Certains de vos collègues, représentés par la CGT et SUD, s'opposent au projet d'EPE, craignant un glissement vers une privatisation et un certain élitisme des formations....
L'EPE est un moyen, pas une fin. Notre proposition ne s'écarte pas de manière significative du Code de l'éducation. Le poids des personnels reste le même, idem pour le poids des étudiants.
Quant à l'élitisme, c'est un non-sens. Je veux inscrire l'UBO dans la dynamique de la nation pour qu'elle puisse jouer sa partition au long cours. Nous sommes déjà reconnus au classement de Shanghai thématique [5e dans le domaine de l'océanographie en 2023]. Et ça n'est pas de l'élitisme mais de la fierté d'avoir réussi à structurer un domaine qui porte haute les couleurs de la Bretagne occidentale.
Lors d'une conférence de presse, le 22 avril 2024, vous avez rappelé les difficultés financières de votre établissement. L'EPE peut-il être une réponse à cet enjeu ?
Malheureusement, la question des ressources se joue sur un autre terrain. Mais l'UBO doit épouser son temps, l'enseignement supérieur et la recherche évoluent à l'échelle de la nation et nous devons en être pour ne pas être relégués au rang d'université de territoire, loin des grandes évolutions. L'enjeu est majeur.
En nous unissant, nous pourrons être beaucoup plus visibles et reconnus par la nation. Nous pourrons créer des synergies efficientes et pérennes au sein du territoire. Ce qui sera plus attrayant auprès des jeunes mais aussi des entreprises, dans une logique gagnant-gagnant.
En 2023, l'UBO a obtenu une aide de 2,7 millions d'euros pour finir l'année. Or, vous risquez de terminer 2024 avec un déficit de 4,5 millions d'euros. Sur quels leviers comptez-vous vous appuyer pour redresser la barre ?

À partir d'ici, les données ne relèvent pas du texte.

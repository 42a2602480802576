//! Text-completion request/response value objects.
//!
//! The completion backend is an opaque service: it receives a prompt, an
//! optional search-augmentation flag and a model id, and returns free text
//! plus any citation records gathered while searching.
//!
//! ```text
//! CompletionRequest { model, prompt, search } ──▶ backend ──▶ Completion { text, citations }
//! ```

use crate::analysis::source::Source;
use crate::core::model::Model;
use serde::{Deserialize, Serialize};

/// A single completion call
#[derive(Debug, Clone, PartialEq, Eq, Serialize, Deserialize)]
pub struct CompletionRequest {
    /// Model that should answer
    pub model: Model,
    /// Full prompt text
    pub prompt: String,
    /// Whether the backend may ground its answer with web search
    pub search_augmentation: bool,
}

impl CompletionRequest {
    /// Plain completion without search grounding
    pub fn new(model: Model, prompt: impl Into<String>) -> Self {
        Self {
            model,
            prompt: prompt.into(),
            search_augmentation: false,
        }
    }

    /// Enable search augmentation for this call
    pub fn with_search(mut self) -> Self {
        self.search_augmentation = true;
        self
    }
}

/// Raw reply of a completion call
#[derive(Debug, Clone, Default, PartialEq, Eq, Serialize, Deserialize)]
pub struct Completion {
    /// Free text returned by the model
    pub text: String,
    /// Citations attached by search grounding (possibly empty)
    #[serde(default)]
    pub citations: Vec<Source>,
}

impl Completion {
    pub fn new(text: impl Into<String>) -> Self {
        Self {
            text: text.into(),
            citations: Vec::new(),
        }
    }

    pub fn with_citations(mut self, citations: Vec<Source>) -> Self {
        self.citations = citations;
        self
    }
}

#[cfg(test)]
mod tests {
    use super::*;

    #[test]
    fn test_request_defaults_to_no_search() {
        let request = CompletionRequest::new(Model::Gemini25Flash, "hello");
        assert!(!request.search_augmentation);
        assert!(request.with_search().search_augmentation);
    }

    #[test]
    fn test_completion_with_citations() {
        let completion = Completion::new("text")
            .with_citations(vec![Source::new("https://a.example", "A")]);
        assert_eq!(completion.citations.len(), 1);
        assert_eq!(completion.text, "text");
    }
}
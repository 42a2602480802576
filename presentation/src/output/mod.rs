//! Output formatting for analysis results

pub mod console;
pub mod formatter;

Pour le moment, nous n'avons pas de notification d'une dotation supérieure à l'année passée. Comme beaucoup de mes collègues présidents et présidentes d'université, je suis inquiet en raison du coup de rabot sur le programme 150, des mesures salariales Guérini non compensées et de la fin prochaine du bouclier tarifaire sur l'énergie.

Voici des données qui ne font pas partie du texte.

//! Final consensus verdict

use super::score::deserialize_score;
use serde::{Deserialize, Deserializer, Serialize};

/// Summary of the fallback consensus used when synthesis output is unusable.
pub const FALLBACK_CONSENSUS_SUMMARY: &str =
    "Could not determine a final consensus from the agent reports.";

/// Predicted resolution of the market
#[derive(Debug, Clone, Copy, PartialEq, Eq, Hash, Serialize)]
#[serde(rename_all = "UPPERCASE")]
pub enum Outcome {
    Yes,
    No,
    Uncertain,
}

impl Outcome {
    pub fn as_str(&self) -> &'static str {
        match self {
            Outcome::Yes => "YES",
            Outcome::No => "NO",
            Outcome::Uncertain => "UNCERTAIN",
        }
    }
}

impl std::fmt::Display for Outcome {
    fn fmt(&self, f: &mut std::fmt::Formatter<'_>) -> std::fmt::Result {
        write!(f, "{}", self.as_str())
    }
}

impl std::str::FromStr for Outcome {
    type Err = String;

    fn from_str(s: &str) -> Result<Self, Self::Err> {
        match s.trim().to_uppercase().as_str() {
            "YES" => Ok(Outcome::Yes),
            "NO" => Ok(Outcome::No),
            "UNCERTAIN" => Ok(Outcome::Uncertain),
            other => Err(format!("unknown outcome: {}", other)),
        }
    }
}

impl<'de> Deserialize<'de> for Outcome {
    fn deserialize<D>(deserializer: D) -> Result<Self, D::Error>
    where
        D: Deserializer<'de>,
    {
        let s = String::deserialize(deserializer)?;
        s.parse().map_err(serde::de::Error::custom)
    }
}

/// The synthesized verdict of a run. Exactly one per analysis.
#[derive(Debug, Clone, PartialEq, Eq, Serialize, Deserialize)]
pub struct Consensus {
    pub outcome: Outcome,
    /// Certainty in the outcome, 0-100
    #[serde(deserialize_with = "deserialize_score")]
    pub confidence: u8,
    pub summary: String,
}

impl Consensus {
    /// Degraded verdict: UNCERTAIN with zero confidence
    pub fn fallback() -> Self {
        Self {
            outcome: Outcome::Uncertain,
            confidence: 0,
            summary: FALLBACK_CONSENSUS_SUMMARY.to_string(),
        }
    }

    pub fn is_fallback(&self) -> bool {
        self.outcome == Outcome::Uncertain
            && self.confidence == 0
            && self.summary == FALLBACK_CONSENSUS_SUMMARY
    }
}

#[cfg(test)]
mod tests {
    use super::*;

    #[test]
    fn test_deserialize_consensus() {
        let consensus: Consensus =
            serde_json::from_str(r#"{"outcome": "yes", "confidence": 72, "summary": "..."}"#)
                .unwrap();
        assert_eq!(consensus.outcome, Outcome::Yes);
        assert_eq!(consensus.confidence, 72);
    }

    #[test]
    fn test_confidence_clamped() {
        let consensus: Consensus =
            serde_json::from_str(r#"{"outcome": "NO", "confidence": -12, "summary": "s"}"#)
                .unwrap();
        assert_eq!(consensus.confidence, 0);
    }

    #[test]
    fn test_unknown_outcome_rejected() {
        assert!(
            serde_json::from_str::<Consensus>(
                r#"{"outcome": "LIKELY", "confidence": 50, "summary": "s"}"#
            )
            .is_err()
        );
    }

    #[test]
    fn test_fallback() {
        let fallback = Consensus::fallback();
        assert_eq!(fallback.outcome, Outcome::Uncertain);
        assert_eq!(fallback.confidence, 0);
        assert!(fallback.is_fallback());
        assert_eq!(serde_json::to_value(&fallback).unwrap()["outcome"], "UNCERTAIN");
    }
}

Pour le moment, nous n'avons pas de notification d'une dotation supérieure à l'année passée.
Notre premier déficit est tombé en 2017, quand les règles de répartition des moyens ont cessé de se faire selon des paramètres objectivés. Le vrai sujet n'est pas le modèle économique des universités mais bien la répartition des moyens de l'État.
Le différentiel peut aller jusqu'à 4.000 euros par étudiant suivant les universités. Je ne dis pas que les autres sont sur-dotées, mais je dis que nous sommes scandaleusement très mal dotés. Cela pose la question de l'égalité de traitement des jeunes en fonction de l'endroit où ils vivent.

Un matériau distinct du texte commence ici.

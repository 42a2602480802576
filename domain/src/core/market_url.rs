//! Market URL value object

use super::error::DomainError;
use serde::{Deserialize, Serialize};

/// Every accepted market URL starts with this prefix.
pub const POLYMARKET_PREFIX: &str = "https://polymarket.com/";

/// A Polymarket URL that passed the caller-side format check
#[derive(Debug, Clone, PartialEq, Eq, Serialize, Deserialize)]
#[serde(transparent)]
pub struct MarketUrl(String);

impl MarketUrl {
    /// Validate and wrap a market URL.
    ///
    /// Only the prefix is checked; the path is passed to the question
    /// extractor as-is.
    pub fn parse(url: impl Into<String>) -> Result<Self, DomainError> {
        let url = url.into();
        let trimmed = url.trim();
        if !trimmed.starts_with(POLYMARKET_PREFIX) || trimmed.len() == POLYMARKET_PREFIX.len() {
            return Err(DomainError::InvalidMarketUrl(url));
        }
        Ok(Self(trimmed.to_string()))
    }

    /// Build the event URL for a market slug
    pub fn from_slug(slug: &str) -> Self {
        Self(format!("{}event/{}", POLYMARKET_PREFIX, slug))
    }

    pub fn as_str(&self) -> &str {
        &self.0
    }
}

impl std::fmt::Display for MarketUrl {
    fn fmt(&self, f: &mut std::fmt::Formatter<'_>) -> std::fmt::Result {
        write!(f, "{}", self.0)
    }
}

#[cfg(test)]
mod tests {
    use super::*;

    #[test]
    fn test_parse_valid() {
        let url = MarketUrl::parse(" https://polymarket.com/event/bitcoin-price-2024 ").unwrap();
        assert_eq!(url.as_str(), "https://polymarket.com/event/bitcoin-price-2024");
    }

    #[test]
    fn test_parse_rejects_other_hosts() {
        assert!(MarketUrl::parse("https://example.com/event/x").is_err());
        assert!(MarketUrl::parse("http://polymarket.com/event/x").is_err());
        assert!(MarketUrl::parse("").is_err());
    }

    #[test]
    fn test_parse_rejects_bare_prefix() {
        let err = MarketUrl::parse("https://polymarket.com/").unwrap_err();
        assert!(matches!(err, DomainError::InvalidMarketUrl(_)));
    }

    #[test]
    fn test_from_slug() {
        let url = MarketUrl::from_slug("tiktok-ban-usa-2024");
        assert_eq!(url.as_str(), "https://polymarket.com/event/tiktok-ban-usa-2024");
    }
}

Nous avons, certes, reçu des moyens supplémentaires de l'État mais pas à la hauteur de l'évolution des effectifs. Nous avons l'équivalent de 5.000 étudiants non financés. Nous tenons car la communauté fait front, avec des dizaines de postes gelés et 60.000 heures d'enseignement supprimées depuis 2017. Mais ce n'est pas acceptable ! Il y a une perte de sens pour une partie de nos collègues.
Un autre enjeu pour vous, celui de l'égalité femme-homme. Pour ce mandat, votre équipe compte 17 vice-présidents dont 9 femmes. Comment l'établissement entend-il lutter contre les violences sexuelles et sexistes (VSS) ?
J'ai souhaité mettre ce sujet au plus haut niveau politique pour que cette question soit dans toutes les têtes et tous les sujets qui font la vie d'une université. Avec Dorothée Guérin, vice-présidente en charge de l'égalité homme-femme et la lutte contre les VSS, nous insistons sur la formation. Nous souhaitons mettre en place une UE obligatoire sur la question des VSS.
Il y a aussi un fort enjeu de sensibilisation. Nous avions, jusqu'ici, un réseau de référents quelque peu "artisanal". Ces personnes doivent bénéficier d'une formation spécifique pour qu'en tant que premiers relais, ils puissent prendre en charge une victime sans ajouter de la souffrance à celle qu'elle traverse déjà en raison de l'acte dénoncé.
Notre vice-présidente vient tout juste de recevoir un premier fichier de suivi, avec des clauses d'anonymisations, pour mieux quantifier et qualifier les signalements, donc nous avançons.